Aim of the task: Examine each line of the data. Copy the line if it includes the word "composed".

• • •

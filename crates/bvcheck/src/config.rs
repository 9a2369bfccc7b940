//! Processor options.
//!
//! A host tool passes options as `name=value` string pairs:
//!
//! | Option                       | Values                                             | Default |
//! |------------------------------|----------------------------------------------------|---------|
//! | `diagnosticKind`             | `ERROR`, `WARNING`, `MANDATORY_WARNING`, `NOTE`, `OTHER` | `ERROR` |
//! | `verbose`                    | `true`, `false`                                    | `false` |
//! | `methodConstraintsSupported` | `true`, `false`                                    | `true`  |
//!
//! Options with other names belong to other processors and are ignored.

use std::fmt;
use std::str::FromStr;

use bvcheck_rules::{DispatchOptions, Severity};
use serde::{Deserialize, Serialize};
use thiserror::Error;
use tracing::{debug, info};

/// Option selecting the severity findings are reported with.
pub const DIAGNOSTIC_KIND: &str = "diagnosticKind";
/// Option enabling per-annotation progress output.
pub const VERBOSE: &str = "verbose";
/// Option allowing constraints on methods other than getters.
pub const METHOD_CONSTRAINTS_SUPPORTED: &str = "methodConstraintsSupported";

/// Configuration errors.
#[derive(Debug, Clone, PartialEq, Eq, Error)]
pub enum ConfigError {
    /// `diagnosticKind` names no known kind.
    #[error("Invalid diagnostic kind: {0}")]
    InvalidDiagnosticKind(String),
    /// A boolean option holds something other than `true` or `false`.
    #[error("Invalid value for option {option}: {value}")]
    InvalidFlag { option: String, value: String },
}

/// Diagnostic kinds a host tool understands.
#[derive(Debug, Clone, Copy, PartialEq, Eq, Hash, Default, Serialize, Deserialize)]
#[serde(rename_all = "SCREAMING_SNAKE_CASE")]
pub enum DiagnosticKind {
    #[default]
    Error,
    Warning,
    MandatoryWarning,
    Note,
    Other,
}

impl DiagnosticKind {
    pub const ALL: [DiagnosticKind; 5] = [
        DiagnosticKind::Error,
        DiagnosticKind::Warning,
        DiagnosticKind::MandatoryWarning,
        DiagnosticKind::Note,
        DiagnosticKind::Other,
    ];

    /// Option spelling of this kind.
    pub fn name(self) -> &'static str {
        match self {
            DiagnosticKind::Error => "ERROR",
            DiagnosticKind::Warning => "WARNING",
            DiagnosticKind::MandatoryWarning => "MANDATORY_WARNING",
            DiagnosticKind::Note => "NOTE",
            DiagnosticKind::Other => "OTHER",
        }
    }

    /// Severity findings are reported with under this kind.
    pub fn severity(self) -> Severity {
        match self {
            DiagnosticKind::Error => Severity::Error,
            DiagnosticKind::Warning | DiagnosticKind::MandatoryWarning => Severity::Warning,
            DiagnosticKind::Note | DiagnosticKind::Other => Severity::Note,
        }
    }
}

impl FromStr for DiagnosticKind {
    type Err = ConfigError;

    fn from_str(s: &str) -> Result<Self, Self::Err> {
        Self::ALL
            .into_iter()
            .find(|kind| kind.name() == s)
            .ok_or_else(|| ConfigError::InvalidDiagnosticKind(s.to_string()))
    }
}

impl fmt::Display for DiagnosticKind {
    fn fmt(&self, f: &mut fmt::Formatter<'_>) -> fmt::Result {
        write!(f, "{}", self.name())
    }
}

/// Checker configuration.
#[derive(Debug, Clone, Copy, PartialEq, Eq, Serialize, Deserialize)]
#[serde(default, rename_all = "camelCase")]
pub struct Configuration {
    /// Kind findings are reported with
    pub diagnostic_kind: DiagnosticKind,
    /// Log every checked annotation at info level
    pub verbose: bool,
    /// When false, only getters may carry constraints
    pub method_constraints_supported: bool,
}

impl Default for Configuration {
    fn default() -> Self {
        Self {
            diagnostic_kind: DiagnosticKind::Error,
            verbose: false,
            method_constraints_supported: true,
        }
    }
}

impl Configuration {
    /// Parse processor options; absent options keep their defaults.
    ///
    /// # Errors
    ///
    /// Returns [`ConfigError`] for an unknown diagnostic kind or a boolean
    /// option that is neither `true` nor `false`.
    pub fn from_options<I, K, V>(options: I) -> Result<Self, ConfigError>
    where
        I: IntoIterator<Item = (K, V)>,
        K: AsRef<str>,
        V: AsRef<str>,
    {
        let mut config = Self::default();
        for (name, value) in options {
            let (name, value) = (name.as_ref(), value.as_ref());
            match name {
                DIAGNOSTIC_KIND => config.diagnostic_kind = value.parse()?,
                VERBOSE => config.verbose = parse_flag(name, value)?,
                METHOD_CONSTRAINTS_SUPPORTED => {
                    config.method_constraints_supported = parse_flag(name, value)?
                }
                _ => debug!(option = name, "ignoring unknown processor option"),
            }
        }

        if config.verbose {
            info!(
                diagnostic_kind = %config.diagnostic_kind,
                method_constraints_supported = config.method_constraints_supported,
                "verbose reporting enabled"
            );
        }
        Ok(config)
    }

    /// Severity findings are reported with.
    pub fn severity(&self) -> Severity {
        self.diagnostic_kind.severity()
    }

    /// Options for building the check dispatcher.
    pub fn dispatch_options(&self) -> DispatchOptions {
        DispatchOptions {
            method_constraints_supported: self.method_constraints_supported,
        }
    }
}

fn parse_flag(option: &str, value: &str) -> Result<bool, ConfigError> {
    if value.eq_ignore_ascii_case("true") {
        Ok(true)
    } else if value.eq_ignore_ascii_case("false") {
        Ok(false)
    } else {
        Err(ConfigError::InvalidFlag {
            option: option.to_string(),
            value: value.to_string(),
        })
    }
}
impl TypeUniverse {
    /// Create an empty universe.
    pub fn new() -> Self {
        Self::default()
    }

    /// Create a universe that already knows the platform and validation
    /// types checks refer to.
    pub fn with_platform_types() -> Self {
        let mut universe = Self::new();
        let object = || TypeRef::declared(names::OBJECT);

        universe.declare(ProgramElement::class(names::OBJECT).with_member(public_constructor(names::OBJECT)));
        universe.declare(ProgramElement::interface(names::CHAR_SEQUENCE));
        universe.declare(
            ProgramElement::class(names::STRING)
                .with_modifier(Modifier::Final)
                .with_superclass(object())
                .with_interface(TypeRef::declared(names::CHAR_SEQUENCE)),
        );
        universe.declare(
            ProgramElement::class(names::NUMBER)
                .with_modifier(Modifier::Abstract)
                .with_superclass(object()),
        );
        for primitive in PRIMITIVES {
            let boxed = ProgramElement::class(primitive.boxed_name()).with_modifier(Modifier::Final);
            let boxed = match primitive {
                PrimitiveKind::Boolean | PrimitiveKind::Char => {
                    boxed.with_superclass(object())
                }
                _ => boxed.with_superclass(TypeRef::declared(names::NUMBER)),
            };
            universe.declare(boxed);
        }
        universe.declare(
            ProgramElement::class(names::CLASS)
                .with_modifier(Modifier::Final)
                .with_type_params(["T"])
                .with_superclass(object()),
        );
        universe.declare(ProgramElement::interface(names::COLLECTION).with_type_params(["E"]));
        universe.declare(
            ProgramElement::interface(names::LIST)
                .with_type_params(["E"])
                .with_interface(TypeRef::generic(names::COLLECTION, vec![TypeRef::type_var("E")])),
        );
        universe.declare(ProgramElement::interface(names::MAP).with_type_params(["K", "V"]));

        universe.declare(ProgramElement::interface(names::PAYLOAD));
        universe.declare(ProgramElement::interface(names::DEFAULT_GROUP));
        universe.declare(ProgramElement::interface(names::CONSTRAINT_VALIDATOR).with_type_params(["A", "T"]));
        universe.declare(
            ProgramElement::interface(names::DEFAULT_GROUP_SEQUENCE_PROVIDER).with_type_params(["T"]),
        );

        universe.declare(ProgramElement::enum_type(names::RETENTION_POLICY));
        universe.declare(ProgramElement::enum_type(names::ELEMENT_TYPE));
        universe.declare(ProgramElement::enum_type(names::CONSTRAINT_TARGET));
        universe.declare(ProgramElement::enum_type(names::VALIDATION_TARGET));
        for meta in [
            names::RETENTION,
            names::TARGET,
            names::CONSTRAINT,
            names::VALID,
            names::GROUP_SEQUENCE,
            names::GROUP_SEQUENCE_PROVIDER,
            names::SUPPORTED_VALIDATION_TARGET,
        ] {
            universe.declare(ProgramElement::annotation_type(meta));
        }

        universe.declare(builtin_constraint(names::builtin::NOT_NULL));
        universe.register_supported_types(names::builtin::NOT_NULL, vec![object()]);
        universe.declare(builtin_constraint(names::builtin::SIZE));
        universe.register_supported_types(
            names::builtin::SIZE,
            vec![
                TypeRef::declared(names::CHAR_SEQUENCE),
                TypeRef::declared(names::COLLECTION),
                TypeRef::declared(names::MAP),
                TypeRef::array_of(object()),
            ],
        );

        universe
    }

    /// Add or replace a declaration.
    pub fn declare(&mut self, declaration: ProgramElement) {
        self.declarations.insert(declaration.path.clone(), declaration);
    }

    /// Add a declaration (builder style).
    pub fn with_declaration(mut self, declaration: ProgramElement) -> Self {
        self.declare(declaration);
        self
    }

    /// Register types a constraint supports without listing validators.
    pub fn register_supported_types(
        &mut self,
        constraint: impl Into<QualifiedName>,
        types: Vec<TypeRef>,
    ) {
        let entry = self.supported_types.entry(constraint.into()).or_default();
        for ty in types {
            if !entry.contains(&ty) {
                entry.push(ty);
            }
        }
    }

    pub fn declaration(&self, name: &QualifiedName) -> Option<&ProgramElement> {
        self.declarations.get(name)
    }

    /// Whether an annotation is a use of a constraint type.
    fn is_constraint_use(&self, annotation: &AnnotationInstance) -> bool {
        self.declarations
            .get(&annotation.annotation_type)
            .is_some_and(|declaration| self.is_constraint_annotation(declaration))
    }

    fn is_multi_valued(&self, annotation: &AnnotationInstance) -> bool {
        let Some(parts) = annotation.value(members::VALUE).and_then(AnnotationValue::as_array) else {
            return false;
        };
        !parts.is_empty()
            && parts.iter().all(|part| {
                part.as_annotation()
                    .is_some_and(|nested| self.is_constraint_use(nested))
            })
    }

    /// Constraints a constraint type is composed of.
    fn composing_constraints<'a>(
        &'a self,
        declaration: &'a ProgramElement,
    ) -> impl Iterator<Item = &'a AnnotationInstance> + 'a {
        declaration
            .annotations
            .iter()
            .filter(move |annotation| self.is_constraint_use(annotation))
    }

    fn supported_types(&self, constraint: &QualifiedName) -> Vec<TypeRef> {
        let mut types = self
            .supported_types
            .get(constraint)
            .cloned()
            .unwrap_or_default();

        let validators = self
            .declarations
            .get(constraint)
            .and_then(|declaration| declaration.annotation(names::CONSTRAINT))
            .and_then(|meta| meta.value(members::VALIDATED_BY))
            .map(AnnotationValue::elements)
            .unwrap_or_default();

        for validator in validators.iter().filter_map(AnnotationValue::as_type) {
            if let Some(validated) = self.supertype_argument(validator, names::CONSTRAINT_VALIDATOR, 1) {
                if !types.contains(&validated) {
                    types.push(validated);
                }
            }
        }
        types
    }

    fn check_constraint_target_inner(
        &self,
        constraint: &QualifiedName,
        target: &TypeRef,
        visiting: &mut Vec<QualifiedName>,
    ) -> TargetAllowance {
        if visiting.contains(constraint) {
            return TargetAllowance::Allowed;
        }
        visiting.push(constraint.clone());

        let declaration = self.declarations.get(constraint);
        let mut composed = false;
        if let Some(declaration) = declaration {
            for composing in self.composing_constraints(declaration) {
                composed = true;
                let result =
                    self.check_constraint_target_inner(&composing.annotation_type, target, visiting);
                if !result.is_allowed() {
                    visiting.pop();
                    return result;
                }
            }
        }
        visiting.pop();

        let supported = self.supported_types(constraint);
        let target = match target {
            TypeRef::Primitive(kind) => TypeRef::declared(kind.boxed_name()),
            other => other.clone(),
        };
        let assignable: Vec<&TypeRef> = supported
            .iter()
            .filter(|supported| self.is_subtype(&target, supported))
            .collect();
        let lowest = keep_lowest_per_hierarchy(self, &assignable);

        trace!(
            constraint = %constraint,
            target = %target,
            supported = supported.len(),
            matching = lowest.len(),
            "constraint target query"
        );

        match lowest.len() {
            0 if supported.is_empty() && composed => TargetAllowance::Allowed,
            0 => TargetAllowance::Disallowed,
            1 => TargetAllowance::Allowed,
            _ => TargetAllowance::MultipleValidatorsFound,
        }
    }

    fn declared_subtype(&self, sub: &TypeRef, target: &DeclaredType) -> bool {
        let mut queue = VecDeque::from([sub.clone()]);
        let mut seen = HashSet::new();

        while let Some(candidate) = queue.pop_front() {
            if !seen.insert(candidate.clone()) {
                continue;
            }
            if let TypeRef::Declared(declared) = &candidate {
                if declared.name == target.name && self.arguments_contained(&declared.args, &target.args)
                {
                    return true;
                }
            }
            queue.extend(self.direct_supertypes(&candidate));
        }
        false
    }

    fn arguments_contained(&self, actual: &[TypeRef], expected: &[TypeRef]) -> bool {
        // Raw references match any parameterization
        if actual.is_empty() || expected.is_empty() {
            return true;
        }
        actual.len() == expected.len()
            && expected
                .iter()
                .zip(actual)
                .all(|(expected, actual)| self.contains(expected, actual))
    }

    fn contains(&self, expected: &TypeRef, actual: &TypeRef) -> bool {
        match expected {
            TypeRef::Wildcard(wildcard) => {
                let upper = wildcard
                    .extends_bound
                    .as_ref()
                    .map_or(true, |bound| self.is_subtype(actual, bound));
                let lower = wildcard.super_bound.as_ref().map_or(true, |bound| {
                    actual.as_wildcard().is_none() && self.is_subtype(bound, actual)
                });
                upper && lower
            }
            _ => expected == actual,
        }
    }
}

• • •

Exercise result:
    /// Constraints a constraint type is composed of.
        let mut composed = false;
                composed = true;
            0 if supported.is_empty() && composed => TargetAllowance::Allowed,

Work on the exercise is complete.